Laikipia University is a Kenyan University located in Nyahururu. It is a premier university of Education (Arts). It has 1 campus: Main Campus.

History
Laikipia University was founded in 1929 as a primary school by William Thomas Alfred Levet. Between 1965 and 1970, the institution served as a Large–Scale Farmers Training College (LSFTC). LSFTC was administered by the Ministry of Agriculture and Animal Husbandry. In October 1979, it was converted into an Animal Husbandry and Industry Training Institute (AHITI) offering a two-year course leading to a Certificate in Animal Health. In 1990, Laikipia University was established as a Campus of Egerton University.

This followed the recommendations of a Government Committee appointed to look into modalities of absorbing a double intake of students from Secondary Schools. It was meant to offer Education courses for graduate teacher-training.

It remained a campus of Egerton University between 1990 till 2010 majoring in BEd Arts and BA corses. In 2011, it became a constituent University College of Egerton University until 19 February 2013 when the then President of the Republic of Kenya, his Excellency Hon.

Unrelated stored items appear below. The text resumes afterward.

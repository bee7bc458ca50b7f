use std::fmt::Display;
use std::str::FromStr;

use crate::auth::jwt::JwtConfig;

/// Server configuration loaded from environment variables.
///
/// Every field except the JWT secret has a default suitable for local
/// development.
#[derive(Debug, Clone)]
pub struct ServerConfig {
    pub host: String,
    pub port: u16,
    /// Allowed CORS origins, parsed from the comma-separated `CORS_ORIGINS`.
    pub cors_origins: Vec<String>,
    pub request_timeout_secs: u64,
    /// Upper bound on draining in-flight requests after a shutdown signal.
    pub shutdown_timeout_secs: u64,
    /// Shortest password accepted at registration.
    pub min_password_length: usize,
    /// Largest accepted photo upload, in bytes.
    pub max_photo_bytes: usize,
    pub jwt: JwtConfig,
}

/// Default photo upload limit (10 MiB).
const DEFAULT_MAX_PHOTO_BYTES: usize = 10 * 1024 * 1024;

impl ServerConfig {
    /// Load configuration from environment variables with defaults.
    ///
    /// | Env Var                 | Default                 |
    /// |-------------------------|-------------------------|
    /// | `HOST`                  | `0.0.0.0`               |
    /// | `PORT`                  | `3000`                  |
    /// | `CORS_ORIGINS`          | `http://localhost:3000` |
    /// | `REQUEST_TIMEOUT_SECS`  | `30`                    |
    /// | `SHUTDOWN_TIMEOUT_SECS` | `30`                    |
    /// | `MIN_PASSWORD_LENGTH`   | `8`                     |
    /// | `MAX_PHOTO_BYTES`       | `10485760`              |
    ///
    /// JWT settings are read by [`JwtConfig::from_env`].
    ///
    /// # Panics
    ///
    /// Panics if a variable is set but does not parse, or if the JWT secret
    /// is missing.
    pub fn from_env() -> Self {
        let cors_origins = env_or("CORS_ORIGINS", "http://localhost:3000".to_string())
            .split(',')
            .map(|s| s.trim().to_string())
            .filter(|s| !s.is_empty())
            .collect();

        Self {
            host: env_or("HOST", "0.0.0.0".to_string()),
            port: env_or("PORT", 3000),
            cors_origins,
            request_timeout_secs: env_or("REQUEST_TIMEOUT_SECS", 30),
            shutdown_timeout_secs: env_or("SHUTDOWN_TIMEOUT_SECS", 30),
            min_password_length: env_or("MIN_PASSWORD_LENGTH", 8),
            max_photo_bytes: env_or("MAX_PHOTO_BYTES", DEFAULT_MAX_PHOTO_BYTES),
            jwt: JwtConfig::from_env(),
        }
    }
}

/// Read and parse `key`, falling back to `default` when it is unset.
fn env_or<T>(key: &str, default: T) -> T
where
    T: FromStr,
    T::Err: Display,
{
    match std::env::var(key) {
        Ok(raw) => raw
            .trim()
            .parse()
            .unwrap_or_else(|e| panic!("{key} has an invalid value '{raw}': {e}")),
        Err(_) => default,
    }
}
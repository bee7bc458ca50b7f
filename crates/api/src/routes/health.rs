use axum::extract::State;
use axum::{routing::get, Json, Router};
use serde::Serialize;

use crate::state::AppState;

/// Health check response payload.
#[derive(Serialize)]
pub struct HealthResponse {
    /// `ok` when every dependency is reachable, otherwise `degraded`.
    pub status: &'static str,
    /// Crate version from Cargo.toml.
    pub version: &'static str,
    /// Whether the database answered a trivial query.
    pub db_healthy: bool,
}

/// GET /health
async fn health_check(State(state): State<AppState>) -> Json<HealthResponse> {
    let db_healthy = match questlog_db::health_check(&state.pool).await {
        Ok(()) => true,
        Err(e) => {
            tracing::warn!(error = %e, "Database health check failed");
            false
        }
    };

    Json(HealthResponse {
        status: if db_healthy { "ok" } else { "degraded" },
        version: env!("CARGO_PKG_VERSION"),
        db_healthy,
    })
}

/// Mount health check routes at the root, outside `/api`.
pub fn router() -> Router<AppState> {
    Router::new().route("/health", get(health_check))
}
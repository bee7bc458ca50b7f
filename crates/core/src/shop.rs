//! Static shop catalogue.
//!
//! Items are listed for display only; purchasing is not modelled.

use serde::Serialize;

/// One purchasable item.
#[derive(Debug, Clone, PartialEq, Eq, Serialize)]
pub struct ShopItem {
    pub id: &'static str,
    pub name: &'static str,
    pub description: &'static str,
    pub cost: i64,
    pub item_type: &'static str,
    pub effect: &'static str,
}

pub const ITEM_TYPE_CONSUMABLE: &str = "consumable";
pub const ITEM_TYPE_BOOST: &str = "boost";
pub const ITEM_TYPE_PROTECTION: &str = "protection";

/// Every item offered by the shop, cheapest first.
pub const CATALOGUE: &[ShopItem] = &[
    ShopItem {
        id: "health-potion",
        name: "Health Potion",
        description: "Restore 50 HP",
        cost: 50,
        item_type: ITEM_TYPE_CONSUMABLE,
        effect: "hp+50",
    },
    ShopItem {
        id: "xp-boost",
        name: "XP Boost",
        description: "2x XP for next quest",
        cost: 100,
        item_type: ITEM_TYPE_BOOST,
        effect: "xp_x2",
    },
    ShopItem {
        id: "gold-multiplier",
        name: "Gold Multiplier",
        description: "2x Gold for next quest",
        cost: 150,
        item_type: ITEM_TYPE_BOOST,
        effect: "gold_x2",
    },
    ShopItem {
        id: "streak-shield",
        name: "Streak Shield",
        description: "Protect streak for 1 day",
        cost: 200,
        item_type: ITEM_TYPE_PROTECTION,
        effect: "streak_shield",
    },
];

#[cfg(test)]
mod tests {
    use super::*;

    #[test]
    fn catalogue_sorted_by_cost() {
        assert!(CATALOGUE.windows(2).all(|w| w[0].cost <= w[1].cost));
    }

    #[test]
    fn catalogue_ids_unique() {
        let mut ids: Vec<_> = CATALOGUE.iter().map(|i| i.id).collect();
        ids.sort_unstable();
        ids.dedup();
        assert_eq!(ids.len(), CATALOGUE.len());
    }
}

Mwai Kibaki awarded Charter to make the institution a fully-fledged University.

Campuses

The Main Campus 

Laikipia University Main Campus is located 50 km from Nakuru town and 11 km from Nyahururu Town, along the Nakuru - Nyahururu Highway. It is situated in a serene environment which is conducive for learning. The Main Campus is the University nerve centre where most courses are offered and has the majority of students. The Main Campus has numerous facilities ranging from classrooms, laboratories, library, cyber cafe, bookshop, sports & games facilities, hostels for student accommodation, a health centre, restaurant, farm and Lake Chacha, among others.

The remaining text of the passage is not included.